A few times, however, life has been anything but merry over Christmas. One of the hardest was twelve years ago when I was grieving the death of a precious baby girl delivered into the arms of Jesus far too early. It is tradition to decorate for Christmas the day after Thanksgiving. But I didn’t want to; I was still so devastated from my loss that it was virtually impossible to even think about being merry, let alone invest the energy to make it happen.

Our then 7 year old daughter, however, would have nothing of my humbug attitude. Single-handedly, she got the decorations out, and engaged everyone in helping put them up, even her Scroogely mama. I will never forget how God worked through that time, or through that precious girl.

Fast-forward twelve years, and once again I am facing a holiday that isn’t quite so merry. The reasons are different, but the heartache is all too familiar; disappointment and loss, well seasoned with rejection. The enemy’s lies are mingled in, making today not quite so merry as it has been in years past. And I find myself at a cross-roads. Today is supposed to be so fun, the highlight of the year. Families gather to exchange gifts and laugh. Most of my Christmas memories are sweet and joy-filled. Do I let the pain I am experiencing today overshadow the joy of what we are celebrating? Do I allow the one who comes to steal, kill, and destroy steal my joy, kill my excitement, and destroy my holiday? Or will I allow the Spirit of God to comfort me, sooth my wounded heart, and fill my soul with joy that is not dependent on circumstances? And what will life look like if I do?

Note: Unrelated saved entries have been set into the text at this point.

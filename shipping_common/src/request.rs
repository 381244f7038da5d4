//! Shared protocol payloads used by client and server.
//!
//! Requests and responses travel as one JSON document per line over TCP. A
//! `QuoteRequest` is tagged by its `method` field (`from_items` or `from_amount`).
use serde::{Deserialize, Serialize};
use strum::Display;

use crate::cart::CartItem;
use crate::error::{QuoteError, ShippingError};
use crate::quote::Quote;

/// Request payload sent from client to server.
#[derive(Debug, Clone, PartialEq, Serialize, Deserialize)]
#[serde(tag = "method", rename_all = "snake_case")]
pub enum QuoteRequest {
    /// Price a list of cart items.
    FromItems {
        /// Items in the cart.
        items: Vec<CartItem>,
    },
    /// Convert a raw currency amount into a quote.
    FromAmount {
        /// Amount in currency units.
        amount: f64,
    },
}

impl QuoteRequest {
    /// Encode the request as a newline-terminated JSON line.
    pub fn to_json_line(&self) -> Result<Vec<u8>, ShippingError> {
        let mut line = serde_json::to_vec(self)?;
        line.push(b'\n');
        Ok(line)
    }
}

/// Outcome reported by the server.
#[derive(Debug, Clone, Copy, PartialEq, Eq, Serialize, Deserialize, Display)]
#[serde(rename_all = "lowercase")]
#[strum(serialize_all = "lowercase")]
pub enum ResponseStatus {
    /// The quote was computed.
    Ok,
    /// The calculator rejected the input; the quote is zero.
    Rejected,
    /// The request line could not be decoded.
    Invalid,
}

/// Response payload sent from server to client.
#[derive(Debug, Clone, PartialEq, Serialize, Deserialize)]
pub struct QuoteResponse {
    /// Outcome of the request.
    pub status: ResponseStatus,
    /// Whole currency units.
    pub units: u32,
    /// Sub-units, below 100.
    pub subunits: u32,
    /// Human-readable rendering such as `$11.50`.
    pub display: String,
    /// Why the request was rejected or invalid.
    #[serde(default, skip_serializing_if = "Option::is_none")]
    pub reason: Option<String>,
    /// UTC timestamp in milliseconds since Unix epoch.
    pub timestamp: u64,
}

impl QuoteResponse {
    /// Successful response carrying `quote`.
    pub fn ok(quote: Quote, timestamp: u64) -> Self {
        Self::build(ResponseStatus::Ok, quote, None, timestamp)
    }

    /// Response for input the calculator refused.
    pub fn rejected(error: &QuoteError, timestamp: u64) -> Self {
        Self::build(
            ResponseStatus::Rejected,
            Quote::ZERO,
            Some(error.to_string()),
            timestamp,
        )
    }

    /// Response for a request line that could not be decoded.
    pub fn invalid(reason: &str, timestamp: u64) -> Self {
        Self::build(
            ResponseStatus::Invalid,
            Quote::ZERO,
            Some(String::from(reason)),
            timestamp,
        )
    }

    fn build(status: ResponseStatus, quote: Quote, reason: Option<String>, timestamp: u64) -> Self {
        QuoteResponse {
            status,
            units: quote.units(),
            subunits: quote.subunits(),
            display: quote.to_string(),
            reason,
            timestamp,
        }
    }

    /// Rebuild the quote, validating the sub-unit range.
    pub fn quote(&self) -> Result<Quote, ShippingError> {
        Ok(Quote::new(self.units, self.subunits)?)
    }

    /// Encode the response as a newline-terminated JSON line.
    pub fn to_json_line(&self) -> Result<Vec<u8>, ShippingError> {
        let mut line = serde_json::to_vec(self)?;
        line.push(b'\n');
        Ok(line)
    }
}

#[cfg(test)]
mod tests {
    use super::*;

    #[test]
    fn request_uses_method_tag() {
        let request = QuoteRequest::FromItems {
            items: vec![CartItem::new("OLJCESPC7Z", 3)],
        };
        let json = serde_json::to_string(&request).unwrap();
        assert_eq!(
            json,
            r#"{"method":"from_items","items":[{"product_id":"OLJCESPC7Z","quantity":3}]}"#
        );

        let amount: QuoteRequest =
            serde_json::from_str(r#"{"method":"from_amount","amount":10.555}"#).unwrap();
        assert_eq!(amount, QuoteRequest::FromAmount { amount: 10.555 });
    }

    #[test]
    fn unknown_method_fails_to_decode() {
        assert!(serde_json::from_str::<QuoteRequest>(r#"{"method":"ship_order"}"#).is_err());
    }

    #[test]
    fn json_line_is_newline_terminated() {
        let line = QuoteRequest::FromAmount { amount: 1.0 }.to_json_line().unwrap();
        assert_eq!(line.last(), Some(&b'\n'));
    }

    #[test]
    fn ok_response_renders_quote() {
        let response = QuoteResponse::ok(Quote::new(11, 50).unwrap(), 42);
        assert_eq!(response.display, "$11.50");
        assert_eq!(response.reason, None);
        let json = serde_json::to_string(&response).unwrap();
        assert!(json.contains(r#""status":"ok""#));
        assert!(!json.contains("reason"));
    }

    #[test]
    fn rejected_response_is_zero_with_reason() {
        let response = QuoteResponse::rejected(&QuoteError::NegativeAmount(-5.0), 7);
        assert_eq!(response.status, ResponseStatus::Rejected);
        assert_eq!(response.quote().unwrap(), Quote::ZERO);
        assert_eq!(response.reason.as_deref(), Some("Negative amount: -5"));
        assert_eq!(response.status.to_string(), "rejected");
    }

    #[test]
    fn quote_rejects_out_of_range_subunits() {
        let mut response = QuoteResponse::ok(Quote::ZERO, 0);
        response.subunits = 150;
        assert!(response.quote().is_err());
    }
}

Honestly, I am wrestling right now…that’s why I’m writing. It is far easier to write about walking through heartache than it is to actually do it. And to walk through with grace, keeping my eyes on Jesus instead of my circumstances…that feels almost impossible at this moment, truly.

A dear friend told me recently that I need to focus on the big picture, not the brush strokes. And today, in reality, is just a brush stroke…just one single brush stroke on a room-sized canvas. It feels like a huge black splotch, but since I know the Master who holds the brush and chooses the paint, I know what I’m experiencing isn’t an accident. And, if I can step back from the momentary pain (as overwhelming as it is) to gaze in the face of my Savior, I can live as though it is true that God holds the brush and chooses the paint.

But that choice is more difficult to make than it might at first appear. It requires experiencing the pain. It requires acknowledging the heartache. And it means letting go of both…which is also hard.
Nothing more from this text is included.